Alpha-1 is a genetic condition characterized by low or absent levels of alpha-1 protein in the blood. Normal alpha-1 protein protects the lungs against damage caused by neutrophil elastase. In alpha-1, the mutant PiZ protein is misfolded and cannot be transported into the blood. This can lead to emphysema due to the loss of the alpha-1 protein’s protective effects in the lung, and liver disease caused by the abnormal buildup of alpha-1 protein in the liver cells.
UMMS scientists plan to optimize the antibody to track the PiZ protein in human macrophages (white blood cells) and liver tissue. The antibody could be used, along with a currently available antibody that tracks normal (PiM) protein, to test a dual-function viral strategy to both reduce the body’s production of abnormal PiZ protein and increase production of the normal PiM protein. The contract also calls for the PiZ antibody to be made available to other researchers and businesses that request it.
“The production and dissemination of the PiZ antibody is another example of our commitment to provide tools to researchers in finding a cure for alpha-1,” said Jean-Marc Quach, executive director of TAP.
“Tremendous progress has been made over the last several years in the search for a breakthrough treatment for alpha-1,” said Terence R. Flotte, MD, the Celia and Isaac Haidak Professor of Medical Education, executive deputy chancellor, provost, dean of the School of Medicine and professor of pediatrics and microbiology & physiological systems. “While tools have been available to assess total amounts of alpha-1 and PiM protein, there has not been a specific assay to pick up only the mutant PiZ protein in human serum and liver tissue samples. As more therapeutic options aimed at down regulating or degrading PiZ become available, it is essential we have a way to easily and efficiently track its release and evaluate new potential treatments.”
“This is an exciting step forward in seeking new therapies for alpha-1,” said John Walsh, president and CEO of the Alpha-1 Foundation and member of TAP’s board of directors. “UMMS researchers are doing cutting-edge research on both reducing the amount of defective PiZ protein and increasing the amount of healthy PiM protein in the body.

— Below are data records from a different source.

//! Outbound Hindi message templates, forward-friendly.
//!
//! Every user-facing string lives here so the handlers stay logic-only.

use sarathi_core::{
  guardrail::BlockReason,
  interpretation::split_sections,
  journey::JourneyView,
  store::DailyStats,
  verse::Verse,
};
use sarathi_gateway::chat::{Button, Keyboard};

/// Five-topic quick menu shown by `/topic`: `(topic id, button label)`.
pub const TOPIC_MENU: &[(&str, &str)] = &[
  ("chinta", "मुझे चिंता/डर लगता है"),
  ("krodh", "मुझे गुस्सा आता है"),
  ("kartavya", "मुझे समझ नहीं आता क्या करूं"),
  ("dukh", "मैं बीमार हूं / कोई खो दिया"),
  ("akela", "मैं अकेला महसूस करता हूं"),
];

/// The ten most iconic verses, shown by `/amrit`: `(verse id, incipit)`.
pub const AMRIT_SHLOKAS: &[(&str, &str)] = &[
  ("2.47", "कर्मण्येवाधिकारस्ते"),
  ("4.7", "यदा यदा ही धर्मस्य"),
  ("2.20", "न जायते म्रियते वा"),
  ("9.22", "अनन्याश्चिन्तयन्तो माम्"),
  ("18.66", "सर्वधर्मान्परित्यज्य"),
  ("2.14", "मात्रास्पर्शास्तु कौन्तेय"),
  ("3.21", "यद्यदाचरति श्रेष्ठः"),
  ("6.5", "उद्धरेदात्मनात्मानम्"),
  ("11.32", "कालोऽस्मि लोकक्षयकृत्"),
  ("2.3", "क्लैब्यं मा स्म गमः पार्थ"),
];

const SIGNATURE: &str = "— गीता सारथी 🙏";

/// Split an interpretation into its three sections, tolerating missing
/// parts.
fn parse_interpretation(interpretation: &str) -> (String, String, String) {
  let parts = split_sections(interpretation);
  let get = |i: usize| parts.get(i).map(|s| (*s).to_owned()).unwrap_or_default();
  (get(0), get(1), get(2))
}

/// One verse with its interpretation woven in. A missing paraphrase falls
/// back to the verse's stored meaning, so the message is never bare
/// Sanskrit.
pub fn format_verse(verse: &Verse, interpretation: &str) -> String {
  let (shabdarth, bhavarth, guidance) = parse_interpretation(interpretation);

  let mut parts = vec![
    format!("📿 गीता {}", verse.id),
    String::new(),
    verse.sanskrit.clone(),
  ];

  if !shabdarth.is_empty() {
    parts.push(String::new());
    parts.push(format!("📖 {shabdarth}"));
  }

  parts.push(String::new());
  if bhavarth.is_empty() {
    parts.push(verse.meaning.clone());
  } else {
    parts.push(bhavarth);
  }

  if !guidance.is_empty() {
    parts.push(String::new());
    parts.push(format!("💭 {guidance}"));
  }

  parts.push(String::new());
  parts.push(SIGNATURE.to_owned());
  parts.join("\n")
}

/// Hint appended when more related verses are available.
pub fn more_hint() -> &'static str {
  "👉 'और' भेजें अगला श्लोक देखने के लिए"
}

pub fn welcome() -> String {
  "🙏 नमस्ते! गीता सारथी में आपका स्वागत है।\n\n\
   मैं भगवद्गीता के ज्ञान से आपके जीवन के प्रश्नों का उत्तर देता हूं।\n\n\
   📝 आप पूछ सकते हैं:\n\
   • \"मुझे गुस्सा बहुत आता है\"\n\
   • \"जीवन में शांति कैसे मिले?\"\n\
   • \"कर्म क्या है?\"\n\n\
   📚 विषय देखने के लिए /topic भेजें\n\
   🌅 आज का श्लोक: /daily\n\n\
   अपना प्रश्न हिंदी या English में पूछें... 🙏"
    .to_owned()
}

pub fn help_text() -> String {
  "🙏 गीता सारथी - सहायता\n\n\
   📝 आप क्या कर सकते हैं:\n\n\
   • कोई भी प्रश्न पूछें\n  \
   \"मुझे गुस्सा आता है\"\n  \
   \"मन शांत कैसे करें\"\n\n\
   • /topic या विषय — विषयों की सूची\n\
   • /daily या प्रेरणा — आज का श्लोक\n\
   • /amrit — प्रसिद्ध श्लोक\n\
   • और — अगला संबंधित श्लोक\n\
   • रोकें — दैनिक श्लोक बंद करें\n\n\
   — गीता सारथी 🙏"
    .to_owned()
}

/// Topic menu text + one button per topic.
pub fn topic_keyboard() -> (String, Keyboard) {
  let text = "📚 अपना विषय चुनें:\n\nनीचे बटन दबाएं 👇".to_owned();
  let keyboard = TOPIC_MENU
    .iter()
    .map(|(id, label)| vec![Button::new(label, &format!("topic:{id}"))])
    .collect();
  (text, keyboard)
}

/// Iconic-verse menu, two buttons per row.
pub fn amrit_menu() -> (String, Keyboard) {
  let text =
    "✨ अमृत श्लोक — गीता के सबसे प्रसिद्ध श्लोक\n\nकोई एक चुनें 👇".to_owned();
  let keyboard = AMRIT_SHLOKAS
    .chunks(2)
    .map(|pair| {
      pair
        .iter()
        .map(|(id, incipit)| {
          Button::new(&format!("{incipit} ({id})"), &format!("amrit:{id}"))
        })
        .collect()
    })
    .collect();
  (text, keyboard)
}

/// An iconic verse with a back-to-menu button.
pub fn amrit_back_keyboard() -> Keyboard {
  vec![vec![Button::new("← अमृत श्लोक", "amrit:back")]]
}

// ─── Journey ─────────────────────────────────────────────────────────────────

pub fn journey_next_keyboard() -> Keyboard {
  vec![vec![Button::new("अगला श्लोक →", "journey:next")]]
}

/// One journey step: progress header plus the verse itself.
pub fn format_journey_verse(view: &JourneyView<'_>, interpretation: &str) -> String {
  let mut message = format!(
    "🌅 गीता यात्रा — श्लोक {}/{}\n📖 अध्याय {} · {}\n\n",
    view.step(),
    view.total,
    view.chapter.number,
    view.chapter.name,
  );
  message.push_str(&format_verse(view.verse, interpretation));

  if let Some(next) = view.next_chapter {
    message.push_str(&format!(
      "\n\n🎉 अध्याय {} '{}' पूर्ण हुआ!\n\
       आपने {}/{} श्लोक पढ़ लिए हैं।\n\
       कल से अध्याय {} '{}' शुरू होगा। 🙏",
      view.chapter.number,
      view.chapter.name,
      view.step(),
      view.total,
      next.number,
      next.name,
    ));
  }
  message
}

pub fn journey_complete() -> String {
  "🎊 बधाई हो! आपने सम्पूर्ण श्रीमद्भगवद्गीता की यात्रा पूरी कर ली है।\n\n\
   यह ज्ञान अब आपके जीवन का प्रकाश बने। 🙏\n\n\
   कोई भी प्रश्न पूछते रहें, मैं सदैव आपके साथ हूं।"
    .to_owned()
}

// ─── Guardrails ──────────────────────────────────────────────────────────────

pub fn rate_limit_msg() -> String {
  "🙏 कृपया थोड़ा रुकें। आप बहुत तेज़ी से संदेश भेज रहे हैं।\n\n\
   कुछ देर बाद फिर प्रयास करें।"
    .to_owned()
}

pub fn blocked_msg(reason: BlockReason) -> String {
  match reason {
    BlockReason::Profanity => {
      "🙏 आपके मन में कुछ कठिन भाव हैं। क्या मैं गीता का मार्गदर्शन दूं?\n\n\
       कृपया अपना प्रश्न अलग शब्दों में पूछें।"
    }
    BlockReason::Manipulation => {
      "🙏 मैं केवल गीता के ज्ञान से उत्तर देता हूं।\n\n\
       कृपया जीवन से जुड़ा प्रश्न पूछें।"
    }
    BlockReason::OffTopic => {
      "🙏 कृपया गीता से संबंधित प्रश्न पूछें।\n\n\
       जैसे: मन की शांति, कर्म, भय, क्रोध आदि।"
    }
  }
  .to_owned()
}

pub fn invalid_msg() -> String {
  "🙏 कृपया अपना प्रश्न लिखें।\n\nमदद के लिए /help भेजें।".to_owned()
}

// ─── Misc ────────────────────────────────────────────────────────────────────

pub fn unsubscribed_msg() -> String {
  "🙏 आपको अब रोज़ाना श्लोक नहीं मिलेगा।\n\n\
   दोबारा शुरू करने के लिए /start भेजें।"
    .to_owned()
}

pub fn no_results_msg() -> String {
  "क्षमा करें, इस विषय पर कोई उपयुक्त श्लोक नहीं मिला। \
   कृपया अलग शब्दों में पूछें।"
    .to_owned()
}

pub fn more_without_question_msg() -> String {
  "🙏 पहले कोई प्रश्न पूछें, फिर 'और' भेजें अगला श्लोक देखने के लिए।"
    .to_owned()
}

pub fn more_exhausted_msg() -> String {
  "🙏 इस विषय पर और श्लोक उपलब्ध नहीं हैं।\n\n\
   नया प्रश्न पूछें या /topic भेजें।"
    .to_owned()
}

pub fn voice_listening_msg() -> String {
  "🎙️ आपकी आवाज़ सुन रहा हूं...".to_owned()
}

pub fn voice_heard_msg(transcript: &str) -> String {
  format!("🎙️ आपने कहा: \"{transcript}\"")
}

pub fn voice_failed_msg() -> String {
  "🙏 आवाज़ प्रोसेस नहीं हो पाई। कृपया लिखकर भेजें।".to_owned()
}

pub fn voice_unclear_msg() -> String {
  "🙏 आवाज़ समझ नहीं आई। कृपया दोबारा बोलें या लिखकर भेजें।".to_owned()
}

pub fn verse_not_found_msg() -> String {
  "श्लोक नहीं मिला।".to_owned()
}

pub fn stats_message(date: &str, stats: &DailyStats) -> String {
  format!(
    "📊 गीता सारथी Stats — {date}\n\n\
     👥 DAU yesterday: {}\n\
     🆕 New users: {}\n\
     💬 Messages: {}\n\
     📨 Active subscribers: {}\n\
     ❌ API failures: {}",
    stats.active_users,
    stats.new_users,
    stats.messages,
    stats.active_subscribers,
    stats.api_failures,
  )
}

#[cfg(test)]
mod tests {
  use sarathi_core::verse::VerseId;

  use super::*;

  fn verse() -> Verse {
    Verse {
      id:         VerseId::new(2, 47),
      sanskrit:   "कर्मण्येवाधिकारस्ते मा फलेषु कदाचन".into(),
      meaning:    "कर्म करो, फल की चिंता मत करो".into(),
      commentary: None,
      tags:       vec![],
    }
  }

  #[test]
  fn three_section_interpretation_renders_all_parts() {
    let text = format_verse(
      &verse(),
      "कर्म = कार्य [SECTION] अपना काम करते रहें [SECTION] फल की चिंता छोड़ें",
    );
    assert!(text.contains("📖 कर्म = कार्य"));
    assert!(text.contains("अपना काम करते रहें"));
    assert!(text.contains("💭 फल की चिंता छोड़ें"));
    // Paraphrase replaces the stored meaning.
    assert!(!text.contains("कर्म करो, फल की चिंता मत करो"));
  }

  #[test]
  fn missing_interpretation_falls_back_to_meaning() {
    let text = format_verse(&verse(), "");
    assert!(text.contains("कर्म करो, फल की चिंता मत करो"));
    assert!(!text.contains("📖"));
    assert!(!text.contains("💭"));
  }

  #[test]
  fn single_section_output_keeps_meaning_as_paraphrase() {
    // A malformed (unsectioned) interpretation becomes the gloss; the
    // stored meaning still backs the paraphrase slot.
    let text = format_verse(&verse(), "सिर्फ एक हिस्सा");
    assert!(text.contains("📖 सिर्फ एक हिस्सा"));
    assert!(text.contains("कर्म करो, फल की चिंता मत करो"));
  }

  #[test]
  fn topic_keyboard_has_one_button_per_topic() {
    let (_, keyboard) = topic_keyboard();
    assert_eq!(keyboard.len(), TOPIC_MENU.len());
    assert_eq!(keyboard[0][0].callback_data, "topic:chinta");
  }

  #[test]
  fn amrit_menu_covers_all_ten_verses() {
    let (_, keyboard) = amrit_menu();
    let buttons: usize = keyboard.iter().map(Vec::len).sum();
    assert_eq!(buttons, AMRIT_SHLOKAS.len());
    assert!(
      keyboard
        .iter()
        .flatten()
        .all(|b| b.callback_data.starts_with("amrit:"))
    );
  }
}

The PiZ antibody will speed their progress.”
Christian Mueller, PhD, assistant professor of pediatrics in the Gene Therapy Center, said, “Recently we characterized an antibody clone that was able to differentiate between human PiZ and PiM protein in mice sera. By further characterizing this antibody specifically for human serum we can more readily detect the presence of the disease-causing PiZ protein circulating in the blood using standard diagnostic tools.”